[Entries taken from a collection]
######

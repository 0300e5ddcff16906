//! Logging setup: `thread_<id>: [LEVEL] <message>` lines, info undecorated,
//! error routed to stderr and everything else to stdout.

use std::fmt;
use std::io;

use tracing::{Level, Subscriber};
use tracing_subscriber::fmt::format::Writer;
use tracing_subscriber::fmt::{FmtContext, FormatEvent, FormatFields, MakeWriter};
use tracing_subscriber::registry::LookupSpan;
use tracing_subscriber::EnvFilter;

/// Formats an event as `thread_<id>: [LEVEL] <message>`, dropping the level
/// tag for `INFO` events.
pub struct ProxyFormatter;

impl<S, N> FormatEvent<S, N> for ProxyFormatter
where
    S: Subscriber + for<'a> LookupSpan<'a>,
    N: for<'a> FormatFields<'a> + 'static,
{
    fn format_event(
        &self,
        ctx: &FmtContext<'_, S, N>,
        mut writer: Writer<'_>,
        event: &tracing::Event<'_>,
    ) -> fmt::Result {
        let thread_id = format!("{:?}", std::thread::current().id());
        let thread_id = thread_id
            .trim_start_matches("ThreadId(")
            .trim_end_matches(')');

        match *event.metadata().level() {
            Level::INFO => write!(writer, "thread_{thread_id}: ")?,
            level => write!(writer, "thread_{thread_id}: [{level}] ")?,
        }

        ctx.format_fields(writer.by_ref(), event)?;
        writeln!(writer)
    }
}

/// Routes `ERROR` events to stderr and everything else to stdout.
#[derive(Clone, Default)]
pub struct LevelSplitWriter;

impl<'a> MakeWriter<'a> for LevelSplitWriter {
    type Writer = Box<dyn io::Write>;

    fn make_writer(&'a self) -> Self::Writer {
        Box::new(io::stdout())
    }

    fn make_writer_for(&'a self, meta: &tracing::Metadata<'_>) -> Self::Writer {
        if *meta.level() == Level::ERROR {
            Box::new(io::stderr())
        } else {
            Box::new(io::stdout())
        }
    }
}

/// Installs the global subscriber. `verbose` gates `DEBUG`-level output; the
/// format and destinations are otherwise fixed.
pub fn init(verbose: bool) {
    let filter = EnvFilter::new(if verbose { "debug" } else { "info" });
    let subscriber = tracing_subscriber::fmt()
        .event_format(ProxyFormatter)
        .with_writer(LevelSplitWriter)
        .with_env_filter(filter)
        .finish();
    // Only the first call in a process wins; tests that install a subscriber
    // of their own may run after this one without a panic.
    let _ = tracing::subscriber::set_global_default(subscriber);
}
//! `fancy-proxy`: a caching forward HTTP proxy.
//!
//! Positional/flag CLI surface: `port` (default 8992), `cached` and
//! `verbose` (both default `"true"`, each parsed by literal match against
//! the string `"true"` rather than a conventional bool parser — any other
//! value, including `"false"`, yields `false`). This preserves the source's
//! exact parsing rule.

use anyhow::Context;
use clap::Parser;
use signal_hook::consts::SIGINT;
use tracing::info;

use fancy_proxy::config::{ProxyConfig, DEFAULT_PORT};
use fancy_proxy::{logger, ProxyEngine};

/// Caching forward HTTP proxy.
#[derive(Parser, Debug)]
#[command(author, version, about, long_about = None)]
struct Args {
    /// Port to listen on.
    #[arg(default_value_t = DEFAULT_PORT)]
    port: u16,

    /// Whether the LRU response cache is consulted and populated. Any value
    /// other than the literal string "true" is treated as false.
    #[arg(default_value = "true")]
    cached: String,

    /// Whether debug-level log lines are emitted. Same literal-match rule
    /// as `cached`.
    #[arg(default_value = "true")]
    verbose: String,
}

fn main() -> anyhow::Result<()> {
    let args = Args::parse();
    let cached = args.cached == "true";
    let verbose = args.verbose == "true";

    logger::init(verbose);

    let config = ProxyConfig::new(args.port, cached, verbose);
    let engine = ProxyEngine::new(config).context("failed to construct proxy engine")?;

    // signal_hook flips the flag directly on SIGINT; the dispatcher notices
    // it after its next accept() wakes up, same as any other stop request.
    signal_hook::flag::register(SIGINT, engine.shutdown_flag())
        .context("failed to register SIGINT handler")?;

    info!("fancy-proxy starting");
    engine.run();
    info!("fancy-proxy shut down cleanly");
    Ok(())
}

######

(PROBLEM TO SOLVE): Wherever a line of the data holds "than", copy that line.

(WRITTEN RESPONSE):
//! the string `"true"` rather than a conventional bool parser — any other
    /// other than the literal string "true" is treated as false.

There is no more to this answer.